*** Opening of Material for this exercise ***
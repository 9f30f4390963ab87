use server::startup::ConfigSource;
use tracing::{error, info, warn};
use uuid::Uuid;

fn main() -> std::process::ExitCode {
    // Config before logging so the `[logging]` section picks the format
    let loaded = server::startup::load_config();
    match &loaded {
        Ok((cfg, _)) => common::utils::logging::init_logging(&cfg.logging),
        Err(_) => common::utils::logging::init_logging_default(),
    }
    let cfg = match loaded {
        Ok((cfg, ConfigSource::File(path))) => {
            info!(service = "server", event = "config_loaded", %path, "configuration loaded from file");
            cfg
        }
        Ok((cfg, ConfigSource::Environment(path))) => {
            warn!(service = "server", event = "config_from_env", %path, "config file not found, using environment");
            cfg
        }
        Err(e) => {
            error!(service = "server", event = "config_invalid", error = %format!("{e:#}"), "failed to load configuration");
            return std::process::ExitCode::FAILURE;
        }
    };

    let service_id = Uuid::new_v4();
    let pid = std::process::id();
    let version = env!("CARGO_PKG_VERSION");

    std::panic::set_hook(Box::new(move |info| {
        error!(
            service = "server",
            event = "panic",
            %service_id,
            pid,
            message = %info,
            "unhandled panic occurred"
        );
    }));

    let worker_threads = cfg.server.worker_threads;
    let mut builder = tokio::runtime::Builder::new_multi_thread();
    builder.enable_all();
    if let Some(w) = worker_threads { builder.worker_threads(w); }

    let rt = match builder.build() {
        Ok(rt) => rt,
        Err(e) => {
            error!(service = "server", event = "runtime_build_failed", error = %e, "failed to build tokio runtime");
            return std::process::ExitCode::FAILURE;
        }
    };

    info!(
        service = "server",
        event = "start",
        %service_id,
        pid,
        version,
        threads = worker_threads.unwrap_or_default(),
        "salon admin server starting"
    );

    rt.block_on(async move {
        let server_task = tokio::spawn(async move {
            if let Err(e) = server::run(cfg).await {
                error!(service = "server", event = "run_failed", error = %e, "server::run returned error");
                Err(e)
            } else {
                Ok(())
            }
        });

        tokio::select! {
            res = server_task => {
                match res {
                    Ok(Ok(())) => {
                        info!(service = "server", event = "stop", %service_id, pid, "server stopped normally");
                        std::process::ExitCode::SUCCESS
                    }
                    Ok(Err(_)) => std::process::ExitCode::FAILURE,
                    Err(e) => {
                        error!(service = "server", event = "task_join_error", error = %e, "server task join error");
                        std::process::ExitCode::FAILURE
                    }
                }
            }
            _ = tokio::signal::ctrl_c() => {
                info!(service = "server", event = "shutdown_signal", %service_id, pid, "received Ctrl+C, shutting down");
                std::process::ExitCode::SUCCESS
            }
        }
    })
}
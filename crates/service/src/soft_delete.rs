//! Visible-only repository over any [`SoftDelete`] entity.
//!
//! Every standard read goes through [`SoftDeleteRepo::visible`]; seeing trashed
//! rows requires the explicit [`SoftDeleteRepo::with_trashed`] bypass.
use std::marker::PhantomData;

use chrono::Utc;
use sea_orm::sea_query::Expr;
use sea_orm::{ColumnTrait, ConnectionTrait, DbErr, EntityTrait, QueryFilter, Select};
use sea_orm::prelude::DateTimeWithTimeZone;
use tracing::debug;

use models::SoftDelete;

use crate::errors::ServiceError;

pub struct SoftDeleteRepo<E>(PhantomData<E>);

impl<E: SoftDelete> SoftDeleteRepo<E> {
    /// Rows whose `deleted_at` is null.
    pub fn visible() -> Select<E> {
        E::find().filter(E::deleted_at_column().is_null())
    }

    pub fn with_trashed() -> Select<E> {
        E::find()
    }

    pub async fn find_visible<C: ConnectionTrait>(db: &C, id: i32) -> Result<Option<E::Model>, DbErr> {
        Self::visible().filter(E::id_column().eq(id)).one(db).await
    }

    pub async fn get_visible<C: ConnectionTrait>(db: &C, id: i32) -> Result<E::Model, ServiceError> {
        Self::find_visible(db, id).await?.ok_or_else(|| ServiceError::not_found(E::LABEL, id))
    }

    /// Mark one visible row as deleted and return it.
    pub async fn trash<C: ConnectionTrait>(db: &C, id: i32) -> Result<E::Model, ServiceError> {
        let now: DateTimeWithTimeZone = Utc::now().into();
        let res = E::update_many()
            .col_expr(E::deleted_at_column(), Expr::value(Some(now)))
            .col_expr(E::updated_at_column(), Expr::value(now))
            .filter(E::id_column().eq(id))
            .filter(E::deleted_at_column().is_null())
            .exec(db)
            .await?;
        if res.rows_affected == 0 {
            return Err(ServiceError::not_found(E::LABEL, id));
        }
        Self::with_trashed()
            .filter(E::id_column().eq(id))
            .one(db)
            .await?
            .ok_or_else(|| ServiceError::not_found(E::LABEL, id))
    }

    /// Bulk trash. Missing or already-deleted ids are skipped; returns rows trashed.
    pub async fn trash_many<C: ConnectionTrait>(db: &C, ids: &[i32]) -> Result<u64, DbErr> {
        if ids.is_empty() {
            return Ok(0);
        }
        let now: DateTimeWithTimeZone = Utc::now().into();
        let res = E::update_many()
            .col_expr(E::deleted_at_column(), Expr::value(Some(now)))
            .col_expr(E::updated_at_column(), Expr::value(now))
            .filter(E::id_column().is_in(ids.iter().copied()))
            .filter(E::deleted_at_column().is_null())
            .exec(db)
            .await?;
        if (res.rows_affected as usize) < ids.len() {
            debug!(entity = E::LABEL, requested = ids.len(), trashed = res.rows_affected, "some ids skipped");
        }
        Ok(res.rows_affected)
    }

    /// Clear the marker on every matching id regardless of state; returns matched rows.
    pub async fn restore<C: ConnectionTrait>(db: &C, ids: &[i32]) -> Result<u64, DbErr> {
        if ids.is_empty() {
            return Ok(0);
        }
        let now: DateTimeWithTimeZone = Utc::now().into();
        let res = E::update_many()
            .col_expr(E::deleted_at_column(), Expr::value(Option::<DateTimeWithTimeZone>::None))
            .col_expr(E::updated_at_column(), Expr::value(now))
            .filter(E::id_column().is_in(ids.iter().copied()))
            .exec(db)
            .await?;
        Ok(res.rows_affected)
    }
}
*** Close of Material for this exercise ***
▸ **Your assignment**: Taking the entries above, please repeat each one exactly.

▸ **Answer to this task**:
repository 9f30f4390963ab87
use server::startup::ConfigSource;
use tracing::{error, info, warn};
use uuid::Uuid;

fn main() -> std::process::ExitCode {
    // Config before logging so the `[logging]` section picks the format
    let loaded = server::startup::load_config();
    match &loaded {
        Ok((cfg, _)) => common::utils::logging::init_logging(&cfg.logging),
        Err(_) => common::utils::logging::init_logging_default(),
    }
    let cfg = match loaded {
        Ok((cfg, ConfigSource::File(path))) => {
            info!(service = "server", event = "config_loaded", %path, "configuration loaded from file");
            cfg
        }
        Ok((cfg, ConfigSource::Environment(path))) => {
            warn!(service = "server", event = "config_from_env", %path, "config file not found, using environment");
            cfg
        }
        Err(e) => {
            error!(service = "server", event = "config_invalid", error = %format!("{e:#}"), "failed to load configuration");
            return std::process::ExitCode::FAILURE;
        }
    };

    let service_id = Uuid::new_v4();
    let pid = std::process::id();
    let version = env!("CARGO_PKG_VERSION");

    std::panic::set_hook(Box::new(move |info| {
        error!(
            service = "server",
            event = "panic",
            %service_id,
            pid,
            message = %info,
            "unhandled panic occurred"
        );
    }));

    let worker_threads = cfg.server.worker_threads;
    let mut builder = tokio::runtime::Builder::new_multi_thread();
    builder.enable_all();
    if let Some(w) = worker_threads { builder.worker_threads(w); }

    let rt = match builder.build() {
        Ok(rt) => rt,
        Err(e) => {
            error!(service = "server", event = "runtime_build_failed", error = %e, "failed to build tokio runtime");
            return std::process::ExitCode::FAILURE;
        }
    };

    info!(
        service = "server",
        event = "start",
        %service_id,
        pid,
        version,
        threads = worker_threads.unwrap_or_default(),
        "salon admin server starting"
    );

    rt.block_on(async move {
        let server_task = tokio::spawn(async move {
            if let Err(e) = server::run(cfg).await {
                error!(service = "server", event = "run_failed", error = %e, "server::run returned error");
                Err(e)
            } else {
                Ok(())
            }
        });

        tokio::select! {
            res = server_task => {
                match res {
                    Ok(Ok(())) => {
                        info!(service = "server", event = "stop", %service_id, pid, "server stopped normally");
                        std::process::ExitCode::SUCCESS
                    }
                    Ok(Err(_)) => std::process::ExitCode::FAILURE,
                    Err(e) => {
                        error!(service = "server", event = "task_join_error", error = %e, "server task join error");
                        std::process::ExitCode::FAILURE
                    }
                }
            }
            _ = tokio::signal::ctrl_c() => {
                info!(service = "server", event = "shutdown_signal", %service_id, pid, "received Ctrl+C, shutting down");
                std::process::ExitCode::SUCCESS
            }
        }
    })
}
filename crates/service/src/soft_delete.rs
//! Visible-only repository over any [`SoftDelete`] entity.
//!
//! Every standard read goes through [`SoftDeleteRepo::visible`]; seeing trashed
//! rows requires the explicit [`SoftDeleteRepo::with_trashed`] bypass.
use std::marker::PhantomData;

use chrono::Utc;
use sea_orm::sea_query::Expr;
use sea_orm::{ColumnTrait, ConnectionTrait, DbErr, EntityTrait, QueryFilter, Select};
use sea_orm::prelude::DateTimeWithTimeZone;
use tracing::debug;

use models::SoftDelete;

use crate::errors::ServiceError;

pub struct SoftDeleteRepo<E>(PhantomData<E>);

impl<E: SoftDelete> SoftDeleteRepo<E> {
    /// Rows whose `deleted_at` is null.
    pub fn visible() -> Select<E> {
        E::find().filter(E::deleted_at_column().is_null())
    }

    pub fn with_trashed() -> Select<E> {
        E::find()
    }

    pub async fn find_visible<C: ConnectionTrait>(db: &C, id: i32) -> Result<Option<E::Model>, DbErr> {
        Self::visible().filter(E::id_column().eq(id)).one(db).await
    }

    pub async fn get_visible<C: ConnectionTrait>(db: &C, id: i32) -> Result<E::Model, ServiceError> {
        Self::find_visible(db, id).await?.ok_or_else(|| ServiceError::not_found(E::LABEL, id))
    }

    /// Mark one visible row as deleted and return it.
    pub async fn trash<C: ConnectionTrait>(db: &C, id: i32) -> Result<E::Model, ServiceError> {
        let now: DateTimeWithTimeZone = Utc::now().into();
        let res = E::update_many()
            .col_expr(E::deleted_at_column(), Expr::value(Some(now)))
            .col_expr(E::updated_at_column(), Expr::value(now))
            .filter(E::id_column().eq(id))
            .filter(E::deleted_at_column().is_null())
            .exec(db)
            .await?;
        if res.rows_affected == 0 {
            return Err(ServiceError::not_found(E::LABEL, id));
        }
        Self::with_trashed()
            .filter(E::id_column().eq(id))
            .one(db)
            .await?
            .ok_or_else(|| ServiceError::not_found(E::LABEL, id))
    }

    /// Bulk trash. Missing or already-deleted ids are skipped; returns rows trashed.
    pub async fn trash_many<C: ConnectionTrait>(db: &C, ids: &[i32]) -> Result<u64, DbErr> {
        if ids.is_empty() {
            return Ok(0);
        }
        let now: DateTimeWithTimeZone = Utc::now().into();
        let res = E::update_many()
            .col_expr(E::deleted_at_column(), Expr::value(Some(now)))
            .col_expr(E::updated_at_column(), Expr::value(now))
            .filter(E::id_column().is_in(ids.iter().copied()))
            .filter(E::deleted_at_column().is_null())
            .exec(db)
            .await?;
        if (res.rows_affected as usize) < ids.len() {
            debug!(entity = E::LABEL, requested = ids.len(), trashed = res.rows_affected, "some ids skipped");
        }
        Ok(res.rows_affected)
    }

    /// Clear the marker on every matching id regardless of state; returns matched rows.
    pub async fn restore<C: ConnectionTrait>(db: &C, ids: &[i32]) -> Result<u64, DbErr> {
        if ids.is_empty() {
            return Ok(0);
        }
        let now: DateTimeWithTimeZone = Utc::now().into();
        let res = E::update_many()
            .col_expr(E::deleted_at_column(), Expr::value(Option::<DateTimeWithTimeZone>::None))
            .col_expr(E::updated_at_column(), Expr::value(now))
            .filter(E::id_column().is_in(ids.iter().copied()))
            .exec(db)
            .await?;
        Ok(res.rows_affected)
    }
}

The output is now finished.